BBC2's historical gay rights film evokes bewilderment, fear and agonising pain.

My head told me that Against the Law (26 July, 9pm), the BBC’s film about Peter Wildeblood, the only openly gay man to give evidence to Lord Wolfenden’s committee, wasn’t up to much. Wildeblood was one of the three men who in 1954 were convicted of buggery in the notorious Montagu case (the others being Lord Montagu of Beaulieu and his cousin Michael Pitt-Rivers) – a trial that led, thanks to unease about the verdict, to the inquiry that resulted in the Wolfenden report, which in 1957 recommended the decriminalisation of homosexuality in Britain.

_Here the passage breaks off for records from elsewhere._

//! Stroke-font registry.
//!
//! An explicit name -> font map owned by the document/session context
//! that created it, passed by reference to collaborators. Deliberately
//! not ambient global state.

use crate::loader::StrokeFont;
use std::collections::HashMap;
use std::sync::Arc;

#[derive(Debug, Default)]
pub struct StrokeFontPool {
    fonts: HashMap<String, Arc<StrokeFont>>,
    default_name: Option<String>,
}

impl StrokeFontPool {
    pub fn new() -> Self {
        StrokeFontPool::default()
    }

    /// Register a font under its own name. The first font registered
    /// becomes the pool default.
    pub fn insert(&mut self, font: StrokeFont) -> Arc<StrokeFont> {
        let name = font.name().to_owned();
        let font = Arc::new(font);
        if self.default_name.is_none() {
            self.default_name = Some(name.clone());
        }
        self.fonts.insert(name, Arc::clone(&font));
        font
    }

    pub fn get(&self, name: &str) -> Option<Arc<StrokeFont>> {
        self.fonts.get(name).cloned()
    }

    /// The default stroke font, if any font has been registered.
    pub fn default_font(&self) -> Option<Arc<StrokeFont>> {
        self.default_name.as_deref().and_then(|name| self.get(name))
    }

    pub fn names(&self) -> impl Iterator<Item = &str> {
        self.fonts.keys().map(String::as_str)
    }

    pub fn len(&self) -> usize {
        self.fonts.len()
    }

    pub fn is_empty(&self) -> bool {
        self.fonts.is_empty()
    }
}
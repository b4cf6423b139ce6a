//! Multi-line text layout.
//!
//! Pure computation over an already-loaded font: split into lines,
//! advance a cursor per character, place lines by alignment. Safe to
//! run concurrently against the same font; the only synchronization is
//! the font's own first-query materialization.

use crate::builder::build_paths;
use burin_font::StrokeFont;
use burin_geometry::{paths_bounding_box, Alignment, HAlign, Path, Point, VAlign};

/// Strokes text with a borrowed font.
#[derive(Debug, Clone, Copy)]
pub struct TextStroker<'a> {
    font: &'a StrokeFont,
}

impl<'a> TextStroker<'a> {
    pub fn new(font: &'a StrokeFont) -> Self {
        TextStroker { font }
    }

    /// Render a whole text block into positioned stroke paths.
    ///
    /// Never fails: unresolvable characters are skipped and a font that
    /// failed to load produces an empty collection. Mirroring is not
    /// applied here; callers mirror the returned paths if needed.
    pub fn stroke(
        &self,
        text: &str,
        height: f64,
        line_spacing_factor: f64,
        align: Alignment,
    ) -> Vec<Path> {
        let mut total_width = 0.0;
        let lines = self.stroke_lines(text, height, &mut total_width);
        let count = lines.len();
        let line_spacing = self.font.line_spacing(height, line_spacing_factor);

        let mut paths = Vec::new();
        for (i, (line_paths, line_width)) in lines.into_iter().enumerate() {
            let x = match align.h {
                HAlign::Left => 0.0,
                // Kept in the form the reference arithmetic uses; do
                // not "simplify" to -line_width without checking the
                // reference rendering.
                HAlign::Right => (total_width - line_width) - total_width,
                HAlign::Center => -line_width / 2.0,
            };
            let y = match align.v {
                VAlign::Bottom => line_spacing * (count - i - 1) as f64,
                VAlign::Top => -height - line_spacing * i as f64,
                VAlign::Middle => {
                    let from_bottom = line_spacing * (count - i - 1) as f64;
                    let total_height = height + line_spacing * (count - 1) as f64;
                    from_bottom - total_height / 2.0
                }
            };
            let position = Point::new(x, y);
            paths.extend(line_paths.iter().map(|path| path.translated(position)));
        }
        paths
    }

    /// Stroke each logical line and record the widest line's width.
    fn stroke_lines(
        &self,
        text: &str,
        height: f64,
        total_width: &mut f64,
    ) -> Vec<(Vec<Path>, f64)> {
        text.split('\n')
            .map(|line| {
                let line = line.strip_suffix('\r').unwrap_or(line);
                let stroked = self.stroke_line(line, height);
                if stroked.1 > *total_width {
                    *total_width = stroked.1;
                }
                stroked
            })
            .collect()
    }

    /// Stroke a single line; returns its paths and its width.
    ///
    /// `width` trails `offset` by one letter spacing: spacing is added
    /// after each glyph's visible width, so trailing spacing never
    /// inflates the reported line width. Whitespace advances by the
    /// word spacing and always counts fully toward the width. Glyphs
    /// without geometry (empty or unresolvable) advance nothing.
    pub fn stroke_line(&self, line: &str, height: f64) -> (Vec<Path>, f64) {
        let mut paths = Vec::new();
        let mut offset = 0.0;
        let mut width = 0.0;
        for ch in line.chars() {
            if ch.is_whitespace() {
                offset += self.font.word_spacing(height);
                width = offset;
                continue;
            }
            let glyph_paths = self.stroke_glyph(ch, height);
            if glyph_paths.is_empty() {
                // no letter spacing for empty glyphs
                continue;
            }
            let right_edge = paths_bounding_box(&glyph_paths)
                .map(|(_, top_right)| top_right.x.abs())
                .unwrap_or(0.0);
            let shift = Point::new(offset, 0.0);
            paths.extend(glyph_paths.iter().map(|path| path.translated(shift)));
            width = offset + right_edge;
            offset = width + self.font.letter_spacing(height);
        }
        (paths, width)
    }

    /// Stroke one character's glyph at the origin.
    pub fn stroke_glyph(&self, ch: char, height: f64) -> Vec<Path> {
        match self.font.glyph(ch) {
            Some(polylines) => build_paths(polylines, height),
            None => {
                tracing::warn!(
                    font = %self.font.name(),
                    "stroke font glyph U+{:04X} not found",
                    ch as u32
                );
                Vec::new()
            }
        }
    }
}
//! Stroke-text item model.
//!
//! [`StrokeText`] is the immutable-style spec value (text + style);
//! [`StrokeTextItem`] pairs it with a font and keeps the derived stroke
//! geometry cached, recomputing it on every geometry-affecting change.
//! Position and rotation are carried for the render adapter and do not
//! enter the cached paths, which stay in text-local coordinates.

use crate::stroker::TextStroker;
use burin_font::StrokeFont;
use burin_geometry::{Alignment, Angle, Path, Point};
use serde::{Deserialize, Serialize};
use std::sync::Arc;

/// Text content plus style of one stroke-text object.
#[derive(Debug, Clone, PartialEq, Serialize, Deserialize)]
pub struct StrokeText {
    pub text: String,
    pub position: Point,
    pub rotation: Angle,
    /// Cap height in output units.
    pub height: f64,
    /// Pen width as a fraction of the cap height.
    pub stroke_width_ratio: f64,
    pub line_spacing_factor: f64,
    pub align: Alignment,
    pub mirrored: bool,
}

impl StrokeText {
    pub fn new(text: impl Into<String>) -> Self {
        StrokeText {
            text: text.into(),
            ..Default::default()
        }
    }

    /// Pen width derived from the cap height.
    pub fn stroke_width(&self) -> f64 {
        self.height * self.stroke_width_ratio
    }
}

impl Default for StrokeText {
    fn default() -> Self {
        StrokeText {
            text: String::new(),
            position: Point::ZERO,
            rotation: Angle::ZERO,
            height: 1.0,
            stroke_width_ratio: 0.15,
            line_spacing_factor: 1.0,
            align: Alignment::default(),
            mirrored: false,
        }
    }
}

/// A stroke-text object with cached, up-to-date stroke geometry.
#[derive(Debug, Clone)]
pub struct StrokeTextItem {
    font: Arc<StrokeFont>,
    spec: StrokeText,
    paths: Vec<Path>,
}

impl StrokeTextItem {
    pub fn new(font: Arc<StrokeFont>, spec: StrokeText) -> Self {
        let mut item = StrokeTextItem {
            font,
            spec,
            paths: Vec::new(),
        };
        item.update_paths();
        item
    }

    pub fn spec(&self) -> &StrokeText {
        &self.spec
    }

    pub fn font(&self) -> &Arc<StrokeFont> {
        &self.font
    }

    /// The cached stroke geometry, in text-local coordinates (mirrored
    /// when the spec says so).
    pub fn paths(&self) -> &[Path] {
        &self.paths
    }

    pub fn set_text(&mut self, text: impl Into<String>) {
        self.spec.text = text.into();
        self.update_paths();
    }

    pub fn set_height(&mut self, height: f64) {
        self.spec.height = height;
        self.update_paths();
    }

    pub fn set_line_spacing_factor(&mut self, factor: f64) {
        self.spec.line_spacing_factor = factor;
        self.update_paths();
    }

    pub fn set_align(&mut self, align: Alignment) {
        self.spec.align = align;
        self.update_paths();
    }

    pub fn set_mirrored(&mut self, mirrored: bool) {
        self.spec.mirrored = mirrored;
        self.update_paths();
    }

    /// Pen width only; the cached paths are unaffected.
    pub fn set_stroke_width_ratio(&mut self, ratio: f64) {
        self.spec.stroke_width_ratio = ratio;
    }

    /// Placement for the render adapter; the cached paths stay local.
    pub fn set_position(&mut self, position: Point) {
        self.spec.position = position;
    }

    pub fn set_rotation(&mut self, rotation: Angle) {
        self.spec.rotation = rotation;
    }

    fn update_paths(&mut self) {
        let stroker = TextStroker::new(&self.font);
        let mut paths = stroker.stroke(
            &self.spec.text,
            self.spec.height,
            self.spec.line_spacing_factor,
            self.spec.align,
        );
        if self.spec.mirrored {
            for path in &mut paths {
                *path = path.mirrored();
            }
        }
        self.paths = paths;
    }
}
//! Windowed demo: brings up a context over the noop backend and pushes a
//! small GUI draw list through the translator every frame.

use anyhow::{Context as _, Result};
use raw_window_handle::HasWindowHandle;
use winit::application::ApplicationHandler;
use winit::dpi::LogicalSize;
use winit::event::WindowEvent;
use winit::event_loop::{ActiveEventLoop, ControlFlow, EventLoop};
use winit::keyboard::{KeyCode, PhysicalKey};
use winit::window::{Window, WindowId};

use kiln_gfx::backend::NoopBackend;
use kiln_gfx::context::{Context, InitParams, PlatformData};
use kiln_gfx::draw_list::DrawList;
use kiln_gfx::flags::{ClearFlags, DebugFlags, RendererType, ResetFlags, TextureFormat, ViewMode};
use kiln_gfx::logging::init_logging;
use kiln_gfx::translate::DrawListRenderer;
use kiln_gfx::view::ViewId;

const GUI_VIEW: ViewId = ViewId::new(0);

fn main() -> Result<()> {
    init_logging(None);

    let event_loop = EventLoop::new().context("failed to create winit EventLoop")?;
    let mut app = Demo::default();
    event_loop
        .run_app(&mut app)
        .context("winit event loop terminated with error")?;
    Ok(())
}

/// Context plus the GUI fixtures, created once the window exists.
struct Gfx {
    ctx: Context,
    gui: DrawListRenderer,
    list: DrawList,
}

impl Gfx {
    fn new(window: &Window) -> Result<Self> {
        let size = window.inner_size();
        let handle = window
            .window_handle()
            .context("failed to get native window handle")?
            .as_raw();

        let params = InitParams {
            width: size.width,
            height: size.height,
            renderer: RendererType::Noop,
            reset: ResetFlags::VSYNC,
            platform: Some(PlatformData::new(handle)),
            ..InitParams::default()
        };
        let mut ctx = Context::init(params, Box::new(NoopBackend::new()))
            .context("failed to initialize rendering context")?;

        ctx.set_view_clear(
            GUI_VIEW,
            ClearFlags::COLOR | ClearFlags::DEPTH,
            // Cornflower blue.
            0x6495_edff,
            1.0,
            0,
        );
        ctx.set_view_mode(GUI_VIEW, ViewMode::Sequential);
        ctx.set_debug(DebugFlags::STATS | DebugFlags::TEXT);

        // The noop backend discards bytecode; placeholders stand in for
        // real compiled shaders.
        let vs = ctx.create_shader(&[0x01])?;
        let fs = ctx.create_shader(&[0x02])?;
        let program = ctx.create_program(vs, fs, true)?;
        let gui = DrawListRenderer::new(&mut ctx, GUI_VIEW, program)?;

        Ok(Self {
            ctx,
            gui,
            list: DrawList::new(),
        })
    }

    fn resize(&mut self, width: u32, height: u32) {
        self.ctx.reset(width, height, ResetFlags::VSYNC, TextureFormat::Bgra8);
    }

    fn render(&mut self, width: u32, height: u32) -> Result<()> {
        self.ctx
            .set_view_rect(GUI_VIEW, 0, 0, width as u16, height as u16);
        self.ctx.touch(GUI_VIEW);

        self.list.clear();
        self.list
            .push_quad([40.0, 40.0], [240.0, 140.0], 0xcc33_33ff, None);
        self.list
            .push_quad([120.0, 100.0], [420.0, 260.0], 0x3333_ccaa, None);
        self.gui.render(&mut self.ctx, &self.list)?;

        let frame = self.ctx.frame(false);
        log::trace!("frame {frame} submitted");
        Ok(())
    }
}

#[derive(Default)]
struct Demo {
    window: Option<Window>,
    gfx: Option<Gfx>,
}

impl ApplicationHandler for Demo {
    fn resumed(&mut self, event_loop: &ActiveEventLoop) {
        if self.window.is_some() {
            return;
        }

        let attrs = Window::default_attributes()
            .with_title("kiln demo")
            .with_inner_size(LogicalSize::new(800.0, 600.0));
        let window = match event_loop.create_window(attrs) {
            Ok(window) => window,
            Err(e) => {
                log::error!("failed to create window: {e}");
                event_loop.exit();
                return;
            }
        };

        match Gfx::new(&window) {
            Ok(gfx) => self.gfx = Some(gfx),
            Err(e) => {
                log::error!("failed to bring up rendering: {e:#}");
                event_loop.exit();
                return;
            }
        }

        window.request_redraw();
        self.window = Some(window);
    }

    fn about_to_wait(&mut self, event_loop: &ActiveEventLoop) {
        event_loop.set_control_flow(ControlFlow::Wait);
        if let Some(window) = &self.window {
            window.request_redraw();
        }
    }

    fn window_event(
        &mut self,
        event_loop: &ActiveEventLoop,
        _window_id: WindowId,
        event: WindowEvent,
    ) {
        match event {
            WindowEvent::CloseRequested => {
                self.gfx = None;
                self.window = None;
                event_loop.exit();
            }

            WindowEvent::KeyboardInput { event, .. }
                if event.physical_key == PhysicalKey::Code(KeyCode::Escape) =>
            {
                self.gfx = None;
                self.window = None;
                event_loop.exit();
            }

            WindowEvent::Resized(size) => {
                if let Some(gfx) = &mut self.gfx {
                    gfx.resize(size.width, size.height);
                }
                if let Some(window) = &self.window {
                    window.request_redraw();
                }
            }

            WindowEvent::RedrawRequested => {
                let Some(window) = &self.window else { return };
                let size = window.inner_size();
                if let Some(gfx) = &mut self.gfx {
                    if let Err(e) = gfx.render(size.width, size.height) {
                        log::error!("frame failed: {e:#}");
                        event_loop.exit();
                    }
                }
            }

            _ => {}
        }
    }
}
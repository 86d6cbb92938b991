//! Pipeline-state bit packing.
//!
//! The backend consumes a single 64-bit render-state word and a 32-bit
//! stencil word. Both are composed from disjoint bit fields, so combining
//! settings is always plain bitwise OR and every field decodes back to the
//! exact value that was encoded.

mod render;
mod stencil;

pub use render::{BlendEquation, BlendFactor, CullMode, DepthTest, RenderState, Topology};
pub use stencil::{StencilOp, StencilState, StencilTest};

The film is based on the book Wildeblood published (he was a journalist) after his release from Wormwood Scrubs. Its script, by Brian Fillis, was underpowered and off-puttingly didactic, and I couldn’t understand, at first, the decision to keep interrupting the drama with the spoken-to-camera recollections of a series of elderly gay men. But at some point my heart, which was aching, told my head to shut up. This is… good enough, I thought, watching the film’s last few moments, in which the 89-year-old Roger and the 77-year-old Percy tenderly kissed for the camera. I was mad for Roger. Did he remember Wolfenden? My dear, how could he ever forget it? At the time, he was having an affair with Lord Wolfenden’s son, Jeremy, which certainly added piquancy to the newspaper reports as he read them over breakfast.

If I’d been casting this piece, I might have gone for a floppy-haired Matthew Goode type for Wildeblood, the former public school boy – but that would have been my mistake. It’s hard to imagine a finer performance than the one given by Daniel Mays, an actor who is not even remotely floppy haired.

Here was all of the wit and compassion you find in Wildeblood’s prose, combined with emotions I’d hitherto only been able rather half-heartedly to imagine: bewilderment, fear, agonising pain. As Wildeblood watched his former lover, an RAF corporal called Edward McNally, turn Queen’s evidence during his trial, May’s face grew slack with disbelief. He looked, to me, as if some unknown hand was quietly disembowelling him. By which had he been most betrayed? Love, or the law of the land?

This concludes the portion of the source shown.